CVE-2026-1128 is a Cross-Site Request Forgery (CSRF) vulnerability identified in the WP eCommerce plugin for WordPress, affecting versions through 3.15.1. The vulnerability arises because the plugin lacks proper CSRF token validation when processing coupon deletion requests. This absence of a CSRF check means that an attacker can craft a malicious web page or link that, when visited by an authenticated administrator, triggers the deletion of coupons without the admin's explicit consent. The attack vector requires the victim to be logged into the WordPress admin panel with sufficient privileges to delete coupons and to interact with the attacker-controlled content, typically by visiting a malicious URL. The vulnerability impacts the integrity of the eCommerce system by allowing unauthorized modification of promotional coupons, potentially disrupting marketing campaigns or causing financial discrepancies. The CVSS score of 4.3 (medium severity) reflects that the attack requires user interaction and does not impact confidentiality or availability. No known public exploits have been reported, and no official patches have been released at the time of this analysis. The vulnerability is categorized under CWE-352, which is a common web application security weakness related to CSRF attacks. Given WordPress's widespread adoption and the popularity of WP eCommerce as a plugin, this vulnerability could affect a broad range of online stores globally, especially those that rely on coupon-based promotions.

The primary impact of CVE-2026-1128 is on the integrity of eCommerce operations using the WP eCommerce plugin. Unauthorized deletion of coupons can disrupt promotional activities, leading to potential revenue loss, customer dissatisfaction, and administrative overhead to restore deleted coupons. While the vulnerability does not directly compromise sensitive data or system availability, it undermines trust in the eCommerce platform's reliability and could be leveraged as part of a broader attack to destabilize business operations. Organizations with active marketing campaigns relying on coupons are particularly vulnerable. Additionally, repeated or large-scale exploitation could cause operational disruptions and financial impact. Since exploitation requires an authenticated admin to interact with malicious content, the risk is mitigated somewhat by the need for user interaction and admin privileges, but remains significant for sites with multiple administrators or less security awareness. The absence of patches increases the window of exposure, emphasizing the need for immediate mitigations.
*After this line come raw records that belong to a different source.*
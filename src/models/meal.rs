use chrono::NaiveDate;
use serde::{Deserialize, Serialize};
use std::fmt;
use std::mem;

use super::slot::{MealField, Slot};

/// The meals planned for one calendar day.
///
/// `lunch2` is the only slot that may be absent. The other slots always hold
/// text, possibly one of the configured placeholder values.
#[derive(Debug, Clone, PartialEq, Eq, Serialize, Deserialize)]
pub struct Meal {
    pub date: NaiveDate,
    pub lunch1: String,
    #[serde(default)]
    pub lunch1_frozen: bool,
    #[serde(default)]
    pub lunch2: Option<String>,
    #[serde(default)]
    pub lunch2_frozen: bool,
    pub dinner: String,
    #[serde(default)]
    pub dinner_frozen: bool,
}

impl Meal {
    pub fn new(date: NaiveDate, lunch1: impl Into<String>, dinner: impl Into<String>) -> Self {
        Self {
            date,
            lunch1: lunch1.into(),
            lunch1_frozen: false,
            lunch2: None,
            lunch2_frozen: false,
            dinner: dinner.into(),
            dinner_frozen: false,
        }
    }

    /// A day whose every slot holds `empty`.
    pub fn empty(date: NaiveDate, empty: &str) -> Self {
        Self::new(date, empty, empty).with_lunch2(empty)
    }

    pub fn with_lunch2(mut self, lunch2: impl Into<String>) -> Self {
        self.lunch2 = Some(lunch2.into());
        self
    }

    pub fn with_frozen(mut self, slot: Slot) -> Self {
        self.set_frozen(slot, true);
        self
    }

    pub fn content(&self, slot: Slot) -> Option<&str> {
        match slot {
            Slot::Lunch1 => Some(&self.lunch1),
            Slot::Lunch2 => self.lunch2.as_deref(),
            Slot::Dinner => Some(&self.dinner),
        }
    }

    pub fn set_content(&mut self, slot: Slot, content: impl Into<String>) {
        let content = content.into();
        match slot {
            Slot::Lunch1 => self.lunch1 = content,
            Slot::Lunch2 => self.lunch2 = Some(content),
            Slot::Dinner => self.dinner = content,
        }
    }

    pub fn is_frozen(&self, slot: Slot) -> bool {
        match slot {
            Slot::Lunch1 => self.lunch1_frozen,
            Slot::Lunch2 => self.lunch2_frozen,
            Slot::Dinner => self.dinner_frozen,
        }
    }

    pub fn set_frozen(&mut self, slot: Slot, frozen: bool) {
        match slot {
            Slot::Lunch1 => self.lunch1_frozen = frozen,
            Slot::Lunch2 => self.lunch2_frozen = frozen,
            Slot::Dinner => self.dinner_frozen = frozen,
        }
    }

    /// Exchanges one attribute with `other`.
    pub fn swap_field(&mut self, other: &mut Meal, field: MealField) {
        match field {
            MealField::Lunch1 => mem::swap(&mut self.lunch1, &mut other.lunch1),
            MealField::Lunch1Frozen => mem::swap(&mut self.lunch1_frozen, &mut other.lunch1_frozen),
            MealField::Lunch2 => mem::swap(&mut self.lunch2, &mut other.lunch2),
            MealField::Lunch2Frozen => mem::swap(&mut self.lunch2_frozen, &mut other.lunch2_frozen),
            MealField::Dinner => mem::swap(&mut self.dinner, &mut other.dinner),
            MealField::DinnerFrozen => mem::swap(&mut self.dinner_frozen, &mut other.dinner_frozen),
        }
    }

    /// Overwrites one attribute with the value `other` holds.
    pub fn copy_field_from(&mut self, other: &Meal, field: MealField) {
        match field {
            MealField::Lunch1 => self.lunch1.clone_from(&other.lunch1),
            MealField::Lunch1Frozen => self.lunch1_frozen = other.lunch1_frozen,
            MealField::Lunch2 => self.lunch2.clone_from(&other.lunch2),
            MealField::Lunch2Frozen => self.lunch2_frozen = other.lunch2_frozen,
            MealField::Dinner => self.dinner.clone_from(&other.dinner),
            MealField::DinnerFrozen => self.dinner_frozen = other.dinner_frozen,
        }
    }

    /// Resets a slot to `empty` and unfreezes it.
    pub fn clear_slot(&mut self, slot: Slot, empty: &str) {
        self.set_content(slot, empty);
        self.set_frozen(slot, false);
    }

    /// Frozen dishes of the day, e.g. `lentils (L1)`, for thaw reminders.
    pub fn frozen_items(&self) -> Vec<String> {
        Slot::ALL
            .iter()
            .filter(|slot| self.is_frozen(**slot))
            .filter_map(|slot| {
                self.content(*slot)
                    .map(|content| format!("{} ({})", content.to_lowercase(), slot.tag()))
            })
            .collect()
    }
}

impl fmt::Display for Meal {
    fn fmt(&self, f: &mut fmt::Formatter<'_>) -> fmt::Result {
        writeln!(f, "{} ({})", self.date, self.date.format("%A"))?;
        for slot in Slot::ALL {
            let content = self.content(slot).unwrap_or("-");
            let frozen = if self.is_frozen(slot) { " [frozen]" } else { "" };
            writeln!(f, "  {:7} {}{}", slot, content, frozen)?;
        }
        Ok(())
    }
}

/// A partial change to a stored [`Meal`].
///
/// `lunch2: Some(None)` removes the second lunch; no other slot can be
/// emptied this way.
#[derive(Debug, Clone, Default, PartialEq, Eq)]
pub struct MealUpdate {
    pub lunch1: Option<String>,
    pub lunch1_frozen: Option<bool>,
    pub lunch2: Option<Option<String>>,
    pub lunch2_frozen: Option<bool>,
    pub dinner: Option<String>,
    pub dinner_frozen: Option<bool>,
}

impl MealUpdate {
    pub fn is_empty(&self) -> bool {
        *self == MealUpdate::default()
    }

    pub fn apply(&self, meal: &mut Meal) {
        if let Some(lunch1) = &self.lunch1 {
            meal.lunch1.clone_from(lunch1);
        }
        if let Some(frozen) = self.lunch1_frozen {
            meal.lunch1_frozen = frozen;
        }
        if let Some(lunch2) = &self.lunch2 {
            meal.lunch2.clone_from(lunch2);
        }
        if let Some(frozen) = self.lunch2_frozen {
            meal.lunch2_frozen = frozen;
        }
        if let Some(dinner) = &self.dinner {
            meal.dinner.clone_from(dinner);
        }
        if let Some(frozen) = self.dinner_frozen {
            meal.dinner_frozen = frozen;
        }
    }
}

#[cfg(test)]
mod tests {
    use super::*;

    fn date(day: u32) -> NaiveDate {
        NaiveDate::from_ymd_opt(2024, 1, day).unwrap()
    }

    #[test]
    fn test_meal_new() {
        let meal = Meal::new(date(1), "Paella", "Soup");

        assert_eq!(meal.lunch1, "Paella");
        assert_eq!(meal.lunch2, None);
        assert_eq!(meal.dinner, "Soup");
        assert!(!meal.lunch1_frozen && !meal.lunch2_frozen && !meal.dinner_frozen);
    }

    #[test]
    fn test_empty_meal_fills_every_slot() {
        let meal = Meal::empty(date(3), "<empty>");

        for slot in Slot::ALL {
            assert_eq!(meal.content(slot), Some("<empty>"));
            assert!(!meal.is_frozen(slot));
        }
    }

    #[test]
    fn test_swap_field_exchanges_only_that_field() {
        let mut a = Meal::new(date(1), "Paella", "Soup").with_frozen(Slot::Lunch1);
        let mut b = Meal::new(date(2), "Pizza", "Salad").with_lunch2("Fruit");

        a.swap_field(&mut b, MealField::Lunch2);

        assert_eq!(a.lunch2.as_deref(), Some("Fruit"));
        assert_eq!(b.lunch2, None);
        assert_eq!(a.lunch1, "Paella");
        assert!(a.lunch1_frozen);
        assert!(!b.lunch1_frozen);
    }

    #[test]
    fn test_copy_field_from() {
        let source = Meal::new(date(1), "Paella", "Soup").with_frozen(Slot::Dinner);
        let mut target = Meal::new(date(2), "Pizza", "Salad");

        target.copy_field_from(&source, MealField::Dinner);
        target.copy_field_from(&source, MealField::DinnerFrozen);

        assert_eq!(target.dinner, "Soup");
        assert!(target.dinner_frozen);
        assert_eq!(target.lunch1, "Pizza");
    }

    #[test]
    fn test_clear_slot_unfreezes() {
        let mut meal = Meal::new(date(1), "Paella", "Soup").with_frozen(Slot::Lunch1);
        meal.clear_slot(Slot::Lunch1, "<empty>");

        assert_eq!(meal.lunch1, "<empty>");
        assert!(!meal.lunch1_frozen);
    }

    #[test]
    fn test_frozen_items() {
        let meal = Meal::new(date(1), "Lentils", "Fish Stew")
            .with_frozen(Slot::Lunch1)
            .with_frozen(Slot::Lunch2)
            .with_frozen(Slot::Dinner);

        // lunch2 is frozen but absent, so it is skipped
        assert_eq!(meal.frozen_items(), vec!["lentils (L1)", "fish stew (D)"]);
    }

    #[test]
    fn test_meal_update_apply() {
        let mut meal = Meal::new(date(1), "Paella", "Soup").with_lunch2("Fruit");
        let update = MealUpdate {
            lunch2: Some(None),
            dinner: Some("Omelette".to_string()),
            dinner_frozen: Some(true),
            ..Default::default()
        };

        update.apply(&mut meal);

        assert_eq!(meal.lunch1, "Paella");
        assert_eq!(meal.lunch2, None);
        assert_eq!(meal.dinner, "Omelette");
        assert!(meal.dinner_frozen);
        assert!(!update.is_empty());
        assert!(MealUpdate::default().is_empty());
    }

    #[test]
    fn test_meal_json_defaults() {
        let json = r#"{"date":"2024-01-01","lunch1":"Paella","dinner":"Soup"}"#;
        let meal: Meal = serde_json::from_str(json).unwrap();

        assert_eq!(meal, Meal::new(date(1), "Paella", "Soup"));
    }

    #[test]
    fn test_meal_display() {
        let meal = Meal::new(date(1), "Paella", "Soup").with_frozen(Slot::Dinner);
        let output = format!("{}", meal);

        assert!(output.contains("2024-01-01"));
        assert!(output.contains("Paella"));
        assert!(output.contains("Soup [frozen]"));
    }
}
1. Restrict administrative access to trusted networks and users to reduce the risk of an attacker tricking an admin into visiting malicious content. 2. Implement web application firewall (WAF) rules to detect and block suspicious requests targeting coupon deletion endpoints. 3. Disable or restrict coupon deletion functionality temporarily if feasible until an official patch is released. 4. Educate administrators about the risks of CSRF and the importance of avoiding untrusted links or websites while logged into the WordPress admin panel. 5. Employ security plugins or custom code to add CSRF token validation to coupon deletion requests as an interim fix. 6. Monitor logs for unusual coupon deletion activity to detect potential exploitation attempts. 7. Keep WordPress core and all plugins updated and apply patches promptly once available. 8. Consider implementing multi-factor authentication (MFA) for admin accounts to reduce the risk of compromised credentials facilitating exploitation.